//! Mock gateway for testing without API access.
//!
//! Serves canned responses keyed by URL (and optionally one query
//! parameter) and records every request it receives.

use std::sync::Mutex;

use super::error::GatewayError;
use super::{Gateway, GatewayResponse};

/// A request seen by the mock.
#[derive(Debug, Clone, PartialEq, Eq)]
pub struct RecordedRequest {
    pub url: String,
    pub query: Vec<(String, String)>,
}

impl RecordedRequest {
    /// Value of the first query parameter named `key`.
    pub fn param(&self, key: &str) -> Option<&str> {
        self.query
            .iter()
            .find(|(k, _)| k == key)
            .map(|(_, v)| v.as_str())
    }
}

#[derive(Debug)]
struct Route {
    url: String,
    param: Option<(String, String)>,
    response: GatewayResponse,
}

impl Route {
    fn matches(&self, url: &str, query: &[(&'static str, String)]) -> bool {
        if self.url != url {
            return false;
        }
        match &self.param {
            None => true,
            Some((key, value)) => query.iter().any(|(k, v)| k == key && v == value),
        }
    }
}

/// Gateway that answers from a fixed routing table.
///
/// Routes are tried in registration order; the first match wins.
/// A request nothing matches fails with [`GatewayError::Unrouted`].
#[derive(Debug, Default)]
pub struct MockGateway {
    routes: Vec<Route>,
    requests: Mutex<Vec<RecordedRequest>>,
}

impl MockGateway {
    pub fn new() -> Self {
        Self::default()
    }

    /// Answer every request to `url` with `response`.
    pub fn on(mut self, url: impl Into<String>, response: GatewayResponse) -> Self {
        self.routes.push(Route {
            url: url.into(),
            param: None,
            response,
        });
        self
    }

    /// Answer requests to `url` carrying `key=value` with `response`.
    pub fn on_param(
        mut self,
        url: impl Into<String>,
        key: impl Into<String>,
        value: impl Into<String>,
        response: GatewayResponse,
    ) -> Self {
        self.routes.push(Route {
            url: url.into(),
            param: Some((key.into(), value.into())),
            response,
        });
        self
    }

    /// All requests received so far, oldest first.
    pub fn requests(&self) -> Vec<RecordedRequest> {
        match self.requests.lock() {
            Ok(guard) => guard.clone(),
            Err(poisoned) => poisoned.into_inner().clone(),
        }
    }

    fn record(&self, url: &str, query: &[(&'static str, String)]) {
        let request = RecordedRequest {
            url: url.to_string(),
            query: query
                .iter()
                .map(|(k, v)| ((*k).to_string(), v.clone()))
                .collect(),
        };
        match self.requests.lock() {
            Ok(mut guard) => guard.push(request),
            Err(poisoned) => poisoned.into_inner().push(request),
        }
    }
}

impl Gateway for MockGateway {
    async fn get(
        &self,
        url: &str,
        query: &[(&'static str, String)],
    ) -> Result<GatewayResponse, GatewayError> {
        self.record(url, query);

        self.routes
            .iter()
            .find(|route| route.matches(url, query))
            .map(|route| route.response.clone())
            .ok_or_else(|| GatewayError::Unrouted(url.to_string()))
    }
}
//! Decision and diagnostic response types

use serde::{Deserialize, Serialize};
use serde_json::{Map, Value};

/// Claim outcome the model is asked to choose
#[derive(Debug, Clone, Copy, Serialize, Deserialize, PartialEq, Eq)]
pub enum Decision {
    Approved,
    Rejected,
}

/// Typed view of a decision payload
#[derive(Debug, Clone, Serialize, Deserialize, PartialEq, Eq)]
pub struct DecisionRecord {
    pub decision: Decision,
    /// Approved amount, zero when rejected
    pub amount: u64,
    /// Explanation referencing the policy clauses
    pub justification: String,
}

/// Ways a well-formed decision can still break the instructions
#[derive(Debug, Clone, PartialEq, Eq)]
pub enum DecisionViolation {
    /// A rejected claim carried a non-zero amount
    RejectedWithAmount(u64),
}

impl std::fmt::Display for DecisionViolation {
    fn fmt(&self, f: &mut std::fmt::Formatter<'_>) -> std::fmt::Result {
        match self {
            Self::RejectedWithAmount(amount) => {
                write!(f, "decision is Rejected but amount is {}", amount)
            }
        }
    }
}

impl DecisionRecord {
    /// Interpret a parsed payload; `None` when it lacks the expected shape
    pub fn from_payload(payload: &Map<String, Value>) -> Option<Self> {
        serde_json::from_value(Value::Object(payload.clone())).ok()
    }

    /// Instruction violations present in this record
    pub fn violations(&self) -> Vec<DecisionViolation> {
        let mut violations = Vec::new();
        if self.decision == Decision::Rejected && self.amount != 0 {
            violations.push(DecisionViolation::RejectedWithAmount(self.amount));
        }
        violations
    }
}

/// Returned in place of a decision when the model output is not a JSON object
#[derive(Debug, Clone, Serialize, Deserialize, PartialEq, Eq)]
pub struct ParseDiagnostic {
    pub error: String,
    pub message: String,
    /// Model output exactly as received
    pub raw_llm_response: String,
    /// Text handed to the JSON parser after fence stripping
    pub attempted_parse_string: String,
}

impl ParseDiagnostic {
    pub const ERROR: &'static str = "Failed to parse LLM response as JSON";
    pub const MESSAGE: &'static str =
        "The LLM's output could not be converted into a valid JSON object.";

    pub fn new(raw_llm_response: impl Into<String>, attempted: impl Into<String>) -> Self {
        Self {
            error: Self::ERROR.to_string(),
            message: Self::MESSAGE.to_string(),
            raw_llm_response: raw_llm_response.into(),
            attempted_parse_string: attempted.into(),
        }
    }
}

/// Body returned by `POST /process_claim`
#[derive(Debug, Clone, Serialize, PartialEq)]
#[serde(untagged)]
pub enum NormalizedResponse {
    /// The parsed object, whatever keys the model produced
    Decision(Map<String, Value>),
    Diagnostic(ParseDiagnostic),
}

impl NormalizedResponse {
    pub fn is_diagnostic(&self) -> bool {
        matches!(self, Self::Diagnostic(_))
    }

    /// Typed decision, if the payload has the expected shape
    pub fn decision_record(&self) -> Option<DecisionRecord> {
        match self {
            Self::Decision(payload) => DecisionRecord::from_payload(payload),
            Self::Diagnostic(_) => None,
        }
    }
}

ASSIGNMENT
Your answer should be each line of the data that contains the word "Some", copied as it stands.

REPLY
            Some((key, value)) => query.iter().any(|(k, v)| k == key && v == value),
            param: Some((key.into(), value.into())),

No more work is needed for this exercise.